Finding the minimizer of the variational problem $J[y]= \int_{0}^{2} \left( 1-y'^2 \right)^2dx $ with $y(0)=0$ and $y(2)=0$.

Question

This is a question from a math contest.

Find the minimizer of $J[y]= \int_{0}^{2} \left( 1-y'^2 \right)^2dx$ with the conditions: $y(0)=0$ and $y(2)=0$.

Now as $F$ is $\geq 0$, so to minimize we let $y'^2=1$, $i.e. y'= \pm 1 $ $\implies y= \pm x +c$

but then the initial conditions are not satisfied.

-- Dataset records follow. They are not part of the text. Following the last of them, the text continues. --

//! Unit tests for the public API of the indicators crate
//!
//! These tests cover error reporting, the prelude and the statistics entry points
//! the way a downstream consumer uses them.

use dismap_indicators::prelude::*;
use dismap_indicators::statistics::{
    mask_auxiliary, summarize_dimension, weighted_percentile, weighted_standard_error,
};
use dismap_indicators::table::deduplicate;
use ndarray::array;
use std::error::Error;
use std::path::PathBuf;

#[test]
fn test_error_types() {
    let var_err = DisMapError::VariableNotFound {
        var: "wtcpue".to_string(),
        path: PathBuf::from("GMEX_IDW/biomass/Lutjanus_campechanus/Lutjanus_campechanus_2015.nc"),
    };
    assert!(format!("{}", var_err).contains("Variable 'wtcpue' not found"));

    let shape_err = DisMapError::GridShapeMismatch {
        path: PathBuf::from("grid.nc"),
        expected: vec![2, 3],
        found: vec![3, 3],
    };
    assert_eq!(
        format!("{}", shape_err),
        "Grid grid.nc has shape [3, 3], expected [2, 3]"
    );

    let region_err = DisMapError::RegionNotFound {
        region: "SEUS_SPR_IDW".to_string(),
    };
    assert!(format!("{}", region_err).contains("SEUS_SPR_IDW"));

    let io_err: DisMapError = std::io::Error::new(std::io::ErrorKind::NotFound, "gone").into();
    assert!(format!("{}", io_err).starts_with("I/O error"));
    assert!(io_err.source().is_some());

    let config_err = DisMapError::Config("no regions defined".to_string());
    assert!(config_err.source().is_none());
}

#[test]
fn test_default_thread_pool() -> Result<()> {
    // Without a thread count the global pool is left to Rayon's defaults
    ParallelConfig::default().setup_global_pool()?;
    assert!(ParallelConfig::new(None).current_threads() > 0);
    Ok(())
}

#[test]
fn test_aux_dimension_columns() {
    let names: Vec<&str> = AuxDimension::ALL.iter().map(|d| d.as_str()).collect();
    assert_eq!(names, vec!["Latitude", "Longitude", "Depth"]);
}

#[test]
fn test_masked_year_summary() -> Result<()> {
    // Biomass concentrated in the deeper, southern half of a 3 × 3 grid
    let biomass = array![[0.0, 0.0, 0.0], [1.0, 2.0, 1.0], [2.0, 4.0, 2.0]];
    let depth = array![[10.0, 20.0, 30.0], [40.0, 50.0, 60.0], [70.0, 80.0, 90.0]];

    let masked = mask_auxiliary(&biomass, &depth)?;
    assert!(masked.row(0).iter().all(|d| d.is_nan()));

    let b: Vec<f64> = biomass.iter().copied().collect();
    let d: Vec<f64> = masked.iter().copied().collect();
    let summary = summarize_dimension(&b, &d, AuxDimension::Depth)?.expect("biomass present");

    // (40 + 100 + 60 + 140 + 320 + 180) / 12 = 70
    assert!((summary.center_of_gravity - 70.0).abs() < 1e-9);
    // Sorted fractions: 1/12, 3/12, 4/12, 6/12, 10/12, 1
    assert_eq!(summary.minimum, 40.0);
    assert_eq!(summary.maximum, 90.0);
    assert_eq!(summary.cell_count, 6);
    Ok(())
}

#[test]
fn test_weighted_helpers_on_empty_input() {
    assert_eq!(weighted_percentile(&[], 0.0, 0.5), None);
    assert_eq!(weighted_standard_error(&[]), None);
}

#[test]
fn test_null_rows_survive_deduplication_once() {
    let row = IndicatorRow::empty(
        "NEUS_F_IDW",
        "Northeast US Fall",
        "Homarus americanus",
        "American lobster",
        true,
        2020,
    );
    let rows = deduplicate(vec![row.clone(), row.clone()]);
    assert_eq!(rows, vec![row]);
}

So is the only minimizer is $y \equiv 0$?

Also for finding the extremal, using the Euler's condition we have:

$$ \frac{\partial F}{\partial y}- \frac{d}{dx} \left[ \frac{\partial F}{\partial y'} \right] =0 $$ $$ i.e. y''(3y'^2 -1)=0 $$ But I am unable to solve the differential equation.

Any help is highly appreciated.

Answer 1

$\delta{J}[y]= \delta\int_{0}^{2} \left( 1-y'^2 \right)^2dx=-2\int_{0}^{2} \left( 1-y'^2 \right)y'(\delta{y})'dx=2\int_{0}^{2} \frac{d}{dx}\Bigl(\left( 1-y'^2 \right)y'\Bigr)\delta{y}\,dx$

As $\delta{y}$ is arbitrary $\Rightarrow$ $\frac{d}{dx}\Bigl(\left( 1-y'^2 \right)y'\Bigr)=0$, or $\left( 1-y'^2 \right)y'=C=const$

We got a cubic equation for $y'$ which can be resolved. All three roots are constants, so we get $y'=C_{1,2,3} = const$ and $y=C_{1,2,3}x+b\,$ ($b\,$ is another constant).

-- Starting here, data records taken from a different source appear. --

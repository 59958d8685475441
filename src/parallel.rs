//! Parallel processing configuration and management
//!
//! This module configures Rayon's global thread pool, which the region pass uses
//! to process species concurrently.

use crate::errors::{DisMapError, Result};
use log::info;
use rayon::ThreadPoolBuilder;

/// Configuration for parallel processing
#[derive(Debug, Clone, Default, PartialEq, Eq)]
pub struct ParallelConfig {
    pub num_threads: Option<usize>,
}

impl ParallelConfig {
    /// Create a new parallel configuration
    pub fn new(num_threads: Option<usize>) -> Self {
        Self { num_threads }
    }

    /// Create a configuration that uses all available CPU cores
    pub fn all_cores() -> Self {
        Self {
            num_threads: Some(num_cpus::get()),
        }
    }

    /// Create a configuration that uses a specific number of threads
    pub fn with_threads(num_threads: usize) -> Self {
        Self {
            num_threads: Some(num_threads),
        }
    }

    /// Set up the global Rayon thread pool with the specified configuration
    ///
    /// The global pool can only be built once per process.
    pub fn setup_global_pool(&self) -> Result<()> {
        match self.num_threads {
            Some(0) => Err(DisMapError::ThreadPoolError(
                "thread count must be at least 1".to_string(),
            )),
            Some(num_threads) => {
                ThreadPoolBuilder::new()
                    .num_threads(num_threads)
                    .build_global()
                    .map_err(|e| {
                        DisMapError::ThreadPoolError(format!(
                            "Failed to initialize thread pool with {} threads: {}",
                            num_threads, e
                        ))
                    })?;
                info!("✅ Configured parallel processing with {} threads", num_threads);
                Ok(())
            }
            None => {
                info!("✅ Using default thread pool configuration");
                Ok(())
            }
        }
    }

    /// Get the current number of threads being used
    pub fn current_threads(&self) -> usize {
        rayon::current_num_threads()
    }
}

/// Information about the parallel processing environment
#[derive(Debug, Clone)]
pub struct ParallelInfo {
    pub current_threads: usize,
    pub available_cores: usize,
}

/// Get information about the current parallel configuration
pub fn get_parallel_info() -> ParallelInfo {
    ParallelInfo {
        current_threads: rayon::current_num_threads(),
        available_cores: num_cpus::get(),
    }
}

#[cfg(test)]
mod tests {
    use super::*;

    #[test]
    fn constructors_set_thread_count() {
        assert_eq!(ParallelConfig::default().num_threads, None);
        assert_eq!(ParallelConfig::new(Some(3)).num_threads, Some(3));
        assert_eq!(ParallelConfig::with_threads(4).num_threads, Some(4));
        assert!(ParallelConfig::all_cores().num_threads.unwrap() > 0);
    }

    #[test]
    fn zero_threads_is_rejected() {
        assert!(matches!(
            ParallelConfig::with_threads(0).setup_global_pool(),
            Err(DisMapError::ThreadPoolError(_))
        ));
    }

    #[test]
    fn info_reports_cores() {
        let info = get_parallel_info();
        assert!(info.current_threads > 0);
        assert!(info.available_cores > 0);
        assert!(ParallelConfig::default().current_threads() > 0);
    }
}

Due to the requirement $y(0)=y(2)=0$ $\,\Rightarrow$ $\,y\equiv0$ at $x\in[0,2]$

Answer 2

Perhaps they allow for continuous and piece-wise differentiable maps? Then $y(x)=x$, $x\in[0,1]$ and $y(x)=2-x$, $x\in [1,2]$, seems a good candidate. Since you may approximate this arbitrarily well by a $C^1$ function the inf of the functional is zero but is not achieved on $C^1$ functions.